> **Task prompt**
Extract every line from the records below that contains the word "PipelineError".
__________________________________________________
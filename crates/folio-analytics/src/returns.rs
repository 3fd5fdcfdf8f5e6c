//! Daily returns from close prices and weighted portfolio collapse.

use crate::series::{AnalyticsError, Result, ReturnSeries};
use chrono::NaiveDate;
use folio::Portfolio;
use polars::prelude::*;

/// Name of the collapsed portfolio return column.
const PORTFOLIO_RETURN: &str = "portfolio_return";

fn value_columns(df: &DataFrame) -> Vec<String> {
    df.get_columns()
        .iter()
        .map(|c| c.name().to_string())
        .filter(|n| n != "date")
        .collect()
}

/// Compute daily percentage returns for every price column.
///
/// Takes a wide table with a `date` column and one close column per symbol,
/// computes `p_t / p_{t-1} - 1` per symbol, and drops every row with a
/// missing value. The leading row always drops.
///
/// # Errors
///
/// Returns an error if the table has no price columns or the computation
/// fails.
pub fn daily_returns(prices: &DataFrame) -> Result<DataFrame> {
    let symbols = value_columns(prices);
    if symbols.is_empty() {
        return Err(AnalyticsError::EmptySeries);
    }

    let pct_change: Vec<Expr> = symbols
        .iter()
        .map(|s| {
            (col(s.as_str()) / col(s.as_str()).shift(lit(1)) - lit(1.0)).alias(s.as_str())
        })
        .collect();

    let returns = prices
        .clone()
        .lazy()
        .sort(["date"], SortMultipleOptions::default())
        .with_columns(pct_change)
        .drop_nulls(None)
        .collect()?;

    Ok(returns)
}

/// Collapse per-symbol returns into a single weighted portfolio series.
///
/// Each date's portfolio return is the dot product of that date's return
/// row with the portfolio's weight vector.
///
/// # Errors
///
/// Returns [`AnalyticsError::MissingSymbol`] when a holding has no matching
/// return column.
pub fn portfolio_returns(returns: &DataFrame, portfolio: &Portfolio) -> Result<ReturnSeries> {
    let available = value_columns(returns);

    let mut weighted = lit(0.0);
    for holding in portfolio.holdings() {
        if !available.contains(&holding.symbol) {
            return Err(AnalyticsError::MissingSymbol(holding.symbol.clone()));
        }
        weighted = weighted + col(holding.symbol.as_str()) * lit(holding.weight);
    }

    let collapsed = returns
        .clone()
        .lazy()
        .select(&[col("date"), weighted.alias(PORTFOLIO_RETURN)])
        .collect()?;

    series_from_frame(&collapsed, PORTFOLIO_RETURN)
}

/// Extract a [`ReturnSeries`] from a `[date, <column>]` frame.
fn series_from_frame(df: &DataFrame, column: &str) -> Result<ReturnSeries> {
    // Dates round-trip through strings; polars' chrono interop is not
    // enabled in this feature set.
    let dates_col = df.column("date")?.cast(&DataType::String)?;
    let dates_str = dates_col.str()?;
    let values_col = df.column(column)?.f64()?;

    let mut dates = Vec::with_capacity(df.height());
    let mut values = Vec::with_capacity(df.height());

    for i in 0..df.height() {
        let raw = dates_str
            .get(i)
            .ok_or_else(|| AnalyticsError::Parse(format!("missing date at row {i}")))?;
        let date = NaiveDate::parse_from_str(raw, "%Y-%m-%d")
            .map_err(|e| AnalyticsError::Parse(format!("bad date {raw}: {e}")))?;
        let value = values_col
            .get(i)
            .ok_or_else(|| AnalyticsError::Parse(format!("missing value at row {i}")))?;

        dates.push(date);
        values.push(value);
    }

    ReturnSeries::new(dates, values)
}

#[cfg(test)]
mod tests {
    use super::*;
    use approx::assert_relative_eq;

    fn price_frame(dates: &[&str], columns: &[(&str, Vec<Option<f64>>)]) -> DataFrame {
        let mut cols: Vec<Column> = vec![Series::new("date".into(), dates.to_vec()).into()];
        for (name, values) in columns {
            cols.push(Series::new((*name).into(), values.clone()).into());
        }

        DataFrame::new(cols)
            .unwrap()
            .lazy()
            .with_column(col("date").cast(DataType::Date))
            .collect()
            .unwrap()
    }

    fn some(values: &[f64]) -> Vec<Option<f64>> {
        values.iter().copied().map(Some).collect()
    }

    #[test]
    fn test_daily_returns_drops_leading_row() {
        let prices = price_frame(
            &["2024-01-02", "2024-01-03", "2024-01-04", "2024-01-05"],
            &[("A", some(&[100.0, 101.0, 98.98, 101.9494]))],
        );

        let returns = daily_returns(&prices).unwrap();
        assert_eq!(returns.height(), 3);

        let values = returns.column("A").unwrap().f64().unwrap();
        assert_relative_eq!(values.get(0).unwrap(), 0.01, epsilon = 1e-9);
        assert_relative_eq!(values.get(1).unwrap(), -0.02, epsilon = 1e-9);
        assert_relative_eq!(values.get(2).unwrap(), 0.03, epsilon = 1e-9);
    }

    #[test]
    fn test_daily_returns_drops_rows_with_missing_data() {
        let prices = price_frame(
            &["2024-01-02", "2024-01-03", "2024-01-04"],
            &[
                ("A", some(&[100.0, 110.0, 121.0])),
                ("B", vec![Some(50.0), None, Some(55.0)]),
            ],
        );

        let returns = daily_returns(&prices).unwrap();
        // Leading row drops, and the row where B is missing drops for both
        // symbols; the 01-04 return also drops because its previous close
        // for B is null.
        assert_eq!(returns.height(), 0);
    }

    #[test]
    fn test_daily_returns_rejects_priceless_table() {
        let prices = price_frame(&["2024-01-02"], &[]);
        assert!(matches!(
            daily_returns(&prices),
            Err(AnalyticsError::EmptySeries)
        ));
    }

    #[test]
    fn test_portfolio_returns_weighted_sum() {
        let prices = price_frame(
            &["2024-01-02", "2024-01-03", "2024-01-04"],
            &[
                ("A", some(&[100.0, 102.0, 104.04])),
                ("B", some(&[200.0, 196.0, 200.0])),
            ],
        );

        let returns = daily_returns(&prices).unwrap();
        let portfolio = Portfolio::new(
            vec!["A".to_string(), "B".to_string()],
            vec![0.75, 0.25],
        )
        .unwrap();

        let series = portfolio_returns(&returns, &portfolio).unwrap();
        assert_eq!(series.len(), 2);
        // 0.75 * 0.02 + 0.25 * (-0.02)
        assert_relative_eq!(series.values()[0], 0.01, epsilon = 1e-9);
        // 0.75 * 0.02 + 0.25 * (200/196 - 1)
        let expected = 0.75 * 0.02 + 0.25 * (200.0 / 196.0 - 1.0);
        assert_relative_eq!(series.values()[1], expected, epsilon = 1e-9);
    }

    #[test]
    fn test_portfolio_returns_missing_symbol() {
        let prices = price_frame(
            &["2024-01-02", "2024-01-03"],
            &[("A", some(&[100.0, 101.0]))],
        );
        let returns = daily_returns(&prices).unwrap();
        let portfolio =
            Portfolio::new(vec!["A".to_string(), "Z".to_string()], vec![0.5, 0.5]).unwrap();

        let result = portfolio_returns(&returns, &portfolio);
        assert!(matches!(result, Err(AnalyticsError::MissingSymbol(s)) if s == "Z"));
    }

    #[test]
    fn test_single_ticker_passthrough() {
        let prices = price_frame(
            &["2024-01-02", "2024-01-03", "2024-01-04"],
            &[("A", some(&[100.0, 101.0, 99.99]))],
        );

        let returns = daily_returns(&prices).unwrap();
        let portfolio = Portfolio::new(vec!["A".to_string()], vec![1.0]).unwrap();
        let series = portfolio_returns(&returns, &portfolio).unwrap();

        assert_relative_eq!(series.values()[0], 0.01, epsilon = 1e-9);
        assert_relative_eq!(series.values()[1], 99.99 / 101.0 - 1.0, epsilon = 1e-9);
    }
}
__________________________________________________
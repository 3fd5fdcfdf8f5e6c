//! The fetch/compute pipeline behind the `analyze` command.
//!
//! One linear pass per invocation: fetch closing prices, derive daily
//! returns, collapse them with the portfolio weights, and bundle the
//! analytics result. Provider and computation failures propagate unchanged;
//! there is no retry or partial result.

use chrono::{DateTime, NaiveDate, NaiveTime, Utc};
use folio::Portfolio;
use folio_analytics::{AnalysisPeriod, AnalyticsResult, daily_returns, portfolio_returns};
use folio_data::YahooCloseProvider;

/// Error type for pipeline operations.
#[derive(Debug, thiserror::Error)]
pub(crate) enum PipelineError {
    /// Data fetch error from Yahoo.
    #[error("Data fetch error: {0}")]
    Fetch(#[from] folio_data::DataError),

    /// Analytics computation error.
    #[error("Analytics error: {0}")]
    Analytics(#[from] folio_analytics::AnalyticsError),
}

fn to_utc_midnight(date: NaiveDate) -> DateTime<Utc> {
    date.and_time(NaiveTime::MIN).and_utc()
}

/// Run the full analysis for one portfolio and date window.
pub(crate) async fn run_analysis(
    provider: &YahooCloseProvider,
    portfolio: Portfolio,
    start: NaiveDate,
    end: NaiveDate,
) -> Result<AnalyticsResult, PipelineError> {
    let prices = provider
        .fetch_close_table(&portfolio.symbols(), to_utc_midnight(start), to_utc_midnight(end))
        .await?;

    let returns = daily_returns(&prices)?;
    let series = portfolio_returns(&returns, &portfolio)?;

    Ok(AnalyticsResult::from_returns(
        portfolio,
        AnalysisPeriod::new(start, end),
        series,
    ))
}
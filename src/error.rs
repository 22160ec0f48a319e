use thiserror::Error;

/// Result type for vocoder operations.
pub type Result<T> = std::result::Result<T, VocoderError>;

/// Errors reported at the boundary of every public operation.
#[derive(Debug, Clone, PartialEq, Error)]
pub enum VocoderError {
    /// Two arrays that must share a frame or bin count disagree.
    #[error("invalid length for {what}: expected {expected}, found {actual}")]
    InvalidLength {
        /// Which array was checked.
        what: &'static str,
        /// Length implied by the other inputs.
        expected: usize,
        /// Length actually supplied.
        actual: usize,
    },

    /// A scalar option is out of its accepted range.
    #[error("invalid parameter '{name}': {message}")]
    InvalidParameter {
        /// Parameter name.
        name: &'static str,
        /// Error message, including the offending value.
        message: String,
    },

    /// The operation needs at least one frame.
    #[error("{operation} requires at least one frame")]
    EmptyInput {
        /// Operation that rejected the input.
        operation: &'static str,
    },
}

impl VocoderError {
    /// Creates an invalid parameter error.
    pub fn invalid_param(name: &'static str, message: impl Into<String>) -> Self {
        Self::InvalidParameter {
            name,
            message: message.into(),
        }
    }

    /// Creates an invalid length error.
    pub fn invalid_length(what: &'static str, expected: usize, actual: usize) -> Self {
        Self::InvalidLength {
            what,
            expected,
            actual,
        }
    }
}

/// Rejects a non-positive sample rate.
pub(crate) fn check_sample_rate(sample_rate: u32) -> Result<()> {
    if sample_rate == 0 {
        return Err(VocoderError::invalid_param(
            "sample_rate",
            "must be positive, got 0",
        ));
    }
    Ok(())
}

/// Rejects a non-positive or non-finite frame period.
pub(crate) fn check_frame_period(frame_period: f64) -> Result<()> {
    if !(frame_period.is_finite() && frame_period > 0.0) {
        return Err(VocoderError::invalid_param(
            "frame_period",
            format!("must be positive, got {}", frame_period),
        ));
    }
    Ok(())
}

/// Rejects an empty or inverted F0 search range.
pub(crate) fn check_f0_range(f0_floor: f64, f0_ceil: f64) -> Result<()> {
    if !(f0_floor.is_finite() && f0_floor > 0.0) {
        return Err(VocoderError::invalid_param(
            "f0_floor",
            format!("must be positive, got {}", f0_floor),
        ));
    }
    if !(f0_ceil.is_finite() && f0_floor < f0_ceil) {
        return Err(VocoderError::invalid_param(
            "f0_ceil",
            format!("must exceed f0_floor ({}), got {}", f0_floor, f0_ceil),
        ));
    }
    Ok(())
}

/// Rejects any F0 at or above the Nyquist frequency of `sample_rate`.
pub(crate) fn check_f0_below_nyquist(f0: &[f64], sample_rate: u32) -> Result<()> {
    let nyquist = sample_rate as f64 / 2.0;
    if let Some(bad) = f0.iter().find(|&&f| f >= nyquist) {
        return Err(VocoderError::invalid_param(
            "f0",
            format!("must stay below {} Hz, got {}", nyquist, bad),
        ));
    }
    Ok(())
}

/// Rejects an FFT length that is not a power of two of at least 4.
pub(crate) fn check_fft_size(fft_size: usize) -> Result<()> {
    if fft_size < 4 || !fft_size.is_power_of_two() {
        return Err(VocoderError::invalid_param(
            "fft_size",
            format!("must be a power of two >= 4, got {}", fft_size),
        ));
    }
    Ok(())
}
__________________________________________________
> **Answer section**
pub(crate) enum PipelineError {
) -> Result<AnalyticsResult, PipelineError> {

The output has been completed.